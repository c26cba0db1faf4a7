use anyhow::Context;
use deadpool_postgres::Pool;
use rusqlite::Connection;
use std::collections::HashMap;
use std::sync::{Arc, Mutex, PoisonError, RwLock};
use std::time::Duration;

use crate::models::ResultRecord;
use crate::services::connection_pool::PgPoolManager;
use crate::services::database::{postgresql, sqlite, RelationalAdapter};

const DEFAULT_STATEMENT_TIMEOUT: Duration = Duration::from_secs(30);

#[derive(Clone)]
enum SqlBackend {
    Postgres(Pool),
    Sqlite(Arc<Mutex<Connection>>),
}

/// Relational adapter over every attached SQL store. Each store name maps
/// to either a PostgreSQL pool or a SQLite connection.
pub struct SqlConnections {
    backends: RwLock<HashMap<String, SqlBackend>>,
    pg_pools: PgPoolManager,
    statement_timeout: Duration,
}

impl SqlConnections {
    pub fn new() -> Self {
        Self {
            backends: RwLock::new(HashMap::new()),
            pg_pools: PgPoolManager::new(),
            statement_timeout: DEFAULT_STATEMENT_TIMEOUT,
        }
    }

    pub fn with_statement_timeout(mut self, timeout: Duration) -> Self {
        self.statement_timeout = timeout;
        self
    }

    /// Upper bound on connections per PostgreSQL store
    pub fn with_max_pool_size(mut self, max_pool_size: usize) -> Self {
        self.pg_pools = PgPoolManager::with_max_size(max_pool_size);
        self
    }

    /// Attach a PostgreSQL store and verify a connection can be checked out
    pub async fn attach_postgres(&self, store: &str, connection_url: &str) -> anyhow::Result<()> {
        let url = url::Url::parse(connection_url).context("Invalid PostgreSQL URL")?;
        if url.scheme() != "postgresql" && url.scheme() != "postgres" {
            anyhow::bail!("URL must use postgresql:// or postgres:// scheme");
        }

        let pool = self.pg_pools.get_or_create_pool(store, connection_url).await?;
        pool.get()
            .await
            .with_context(|| format!("Connection test failed for store {}", store))?;

        self.insert(store, SqlBackend::Postgres(pool));
        Ok(())
    }

    /// Attach a SQLite store from a path or `sqlite:` URL
    pub fn attach_sqlite(&self, store: &str, url: &str) -> anyhow::Result<()> {
        let conn = sqlite::open(url).with_context(|| format!("Failed to open SQLite store {}", store))?;
        self.attach_sqlite_connection(store, conn);
        Ok(())
    }

    /// Attach a fresh in-memory SQLite store, running `init_sql` first
    pub fn attach_sqlite_in_memory(&self, store: &str, init_sql: &str) -> anyhow::Result<()> {
        let conn = sqlite::open(":memory:")?;
        conn.execute_batch(init_sql)
            .with_context(|| format!("Failed to initialise SQLite store {}", store))?;
        self.attach_sqlite_connection(store, conn);
        Ok(())
    }

    fn attach_sqlite_connection(&self, store: &str, conn: Connection) {
        self.insert(store, SqlBackend::Sqlite(Arc::new(Mutex::new(conn))));
    }

    pub fn is_attached(&self, store: &str) -> bool {
        let backends = self.backends.read().unwrap_or_else(PoisonError::into_inner);
        backends.contains_key(store)
    }

    fn insert(&self, store: &str, backend: SqlBackend) {
        let mut backends = self.backends.write().unwrap_or_else(PoisonError::into_inner);
        backends.insert(store.to_string(), backend);
    }

    fn backend(&self, store: &str) -> anyhow::Result<SqlBackend> {
        let backends = self.backends.read().unwrap_or_else(PoisonError::into_inner);
        backends
            .get(store)
            .cloned()
            .ok_or_else(|| anyhow::anyhow!("No SQL connection attached for store {}", store))
    }
}

impl Default for SqlConnections {
    fn default() -> Self {
        Self::new()
    }
}

#[async_trait::async_trait]
impl RelationalAdapter for SqlConnections {
    async fn read(&self, store: &str, query: &str) -> anyhow::Result<Vec<ResultRecord>> {
        match self.backend(store)? {
            SqlBackend::Postgres(pool) => postgresql::read(&pool, query, self.statement_timeout).await,
            SqlBackend::Sqlite(conn) => {
                let query = query.to_string();
                on_sqlite(conn, move |conn| sqlite::read(conn, &query).context("SQLite query failed")).await
            }
        }
    }

    async fn write(&self, store: &str, command: &str) -> anyhow::Result<u64> {
        match self.backend(store)? {
            SqlBackend::Postgres(pool) => postgresql::write(&pool, command, self.statement_timeout).await,
            SqlBackend::Sqlite(conn) => {
                let command = command.to_string();
                on_sqlite(conn, move |conn| {
                    sqlite::write(conn, &command).context("SQLite statement failed")
                })
                .await
            }
        }
    }

    async fn introspect(&self, store: &str) -> anyhow::Result<String> {
        match self.backend(store)? {
            SqlBackend::Postgres(pool) => postgresql::introspect(&pool, self.statement_timeout).await,
            SqlBackend::Sqlite(conn) => {
                on_sqlite(conn, |conn| sqlite::introspect(conn).context("SQLite introspection failed")).await
            }
        }
    }
}

/// Run a rusqlite call on the blocking pool so async workers stay free
async fn on_sqlite<T, F>(conn: Arc<Mutex<Connection>>, f: F) -> anyhow::Result<T>
where
    T: Send + 'static,
    F: FnOnce(&Connection) -> anyhow::Result<T> + Send + 'static,
{
    tokio::task::spawn_blocking(move || {
        let conn = conn.lock().unwrap_or_else(PoisonError::into_inner);
        f(&conn)
    })
    .await
    .context("SQLite task failed")?
}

-----

**Your assignment**
The answer must be every line from the records above that contains the word "HashMap", copied out.

**Output below**
use std::collections::HashMap;
    backends: RwLock<HashMap<String, SqlBackend>>,
            backends: RwLock::new(HashMap::new()),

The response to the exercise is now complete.